The conditions of Iraqi population are disastrous indeed, and not only because they are under a tyrannical dictator, but also because of the terrible situation caused by the economic embargo imposed on Iraq by the UN in 1991.
Every year 300.000 children die by hunger because of the poverty brought about by the embargo, and this war will not but make this situation worse. The UNICEF makes known that more than one million Iraqi children suffer from malnutrition and that a great number of them will not be able to survive this war.

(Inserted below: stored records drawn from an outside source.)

//! Pool of authenticated SSH connections, one per machine
//!
//! One-shot commands and remote shells open their own channel on the pooled
//! connection, so operations against the same machine run in parallel
//! without sharing channel state.

use std::sync::Arc;
use std::time::Duration;

use dashmap::DashMap;
use tokio::sync::Mutex;

use tether_core::error::SshError;
use tether_core::types::MachineId;

use super::client::{self, SshHandle};
use super::registry::SshConfig;

type Slot = Arc<Mutex<Option<Arc<SshHandle>>>>;

pub struct ConnectionPool {
    /// Connections indexed by machine ID; the mutex serializes connects
    connections: DashMap<MachineId, Slot>,
    connect_timeout: Duration,
}

impl ConnectionPool {
    pub fn new(connect_timeout: Duration) -> Self {
        Self {
            connections: DashMap::new(),
            connect_timeout,
        }
    }

    /// Deadline applied to connects and session setup on pooled connections
    pub fn connect_timeout(&self) -> Duration {
        self.connect_timeout
    }

    fn slot(&self, machine_id: &MachineId) -> Slot {
        self.connections
            .entry(machine_id.clone())
            .or_insert_with(|| Arc::new(Mutex::new(None)))
            .clone()
    }

    /// Return the live pooled connection, connecting if there is none
    pub async fn get_or_connect(&self, config: &SshConfig) -> Result<Arc<SshHandle>, SshError> {
        let slot = self.slot(&config.machine_id);
        let mut guard = slot.lock().await;

        if let Some(handle) = guard.as_ref() {
            if !handle.is_closed() {
                return Ok(Arc::clone(handle));
            }
            tracing::debug!("Pooled connection to {} is closed, reconnecting", config.machine_id);
        }

        let handle = Arc::new(client::connect(config, self.connect_timeout, None).await?);
        *guard = Some(Arc::clone(&handle));
        tracing::info!("Opened pooled SSH connection to {}", config.machine_id);
        Ok(handle)
    }

    /// Drop the pooled connection for a machine
    pub async fn evict(&self, machine_id: &MachineId) {
        if let Some((_, slot)) = self.connections.remove(machine_id) {
            if let Some(handle) = slot.lock().await.take() {
                disconnect(&handle, machine_id).await;
            }
        }
    }

    /// Disconnect everything (shutdown)
    pub async fn close_all(&self) {
        let ids: Vec<MachineId> = self.connections.iter().map(|r| r.key().clone()).collect();
        for id in ids {
            self.evict(&id).await;
        }
    }

    /// Number of machines with a pool slot
    pub fn len(&self) -> usize {
        self.connections.len()
    }

    pub fn is_empty(&self) -> bool {
        self.connections.is_empty()
    }
}

async fn disconnect(handle: &SshHandle, machine_id: &MachineId) {
    if let Err(e) = handle
        .disconnect(russh::Disconnect::ByApplication, "closing", "en")
        .await
    {
        tracing::debug!("Disconnect from {} failed: {}", machine_id, e);
    }
}

#[cfg(test)]
mod tests {
    use super::*;

    #[tokio::test]
    async fn test_evict_unknown_machine_is_noop() {
        let pool = ConnectionPool::new(Duration::from_secs(1));
        pool.evict(&MachineId::new("nobody")).await;
        assert!(pool.is_empty());
    }

    #[tokio::test]
    async fn test_failed_connect_leaves_slot_empty() {
        let pool = ConnectionPool::new(Duration::from_secs(1));
        let config = SshConfig {
            machine_id: MachineId::new("m"),
            host: "127.0.0.1".into(),
            port: 22,
            username: "ops".into(),
            key_path: Some(std::path::PathBuf::from("/nonexistent/key")),
            password: None,
            host_key: None,
        };

        let Err(err) = pool.get_or_connect(&config).await else {
            panic!("expected connect failure");
        };
        assert!(matches!(err, SshError::Misconfigured(_)));
        assert_eq!(pool.len(), 1);

        let slot = pool.slot(&config.machine_id);
        assert!(slot.lock().await.is_none());
    }
}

The UNICEF has gone into action to help the Iraqi population, and children in particular, by sending them medicines, tablets for water purification, therapeutic milk and other life-saving material, but, nonetheless, as the General Director Carol Bellamy said, “A lot of children will die in this war. It is a fact. The question is how many children we will be able to rescue”. The UNICEF representative for Iraq, Carel De Rooy, has added that Iraqi children are made more vulnerable not only by malnutrition but also by the spreading of diseases and the difficulty to have drinking water.
Considering all this situation, it seems quite clear to me that this war must end immediately (it did not have to begin at all, really), and that all the money which is being spent to buy weapons and other military staff should be used to help this population ― which is made up of children for the 50% ― go out of their terrible poverty.
I know this may sound like utopia but it is exactly what i think.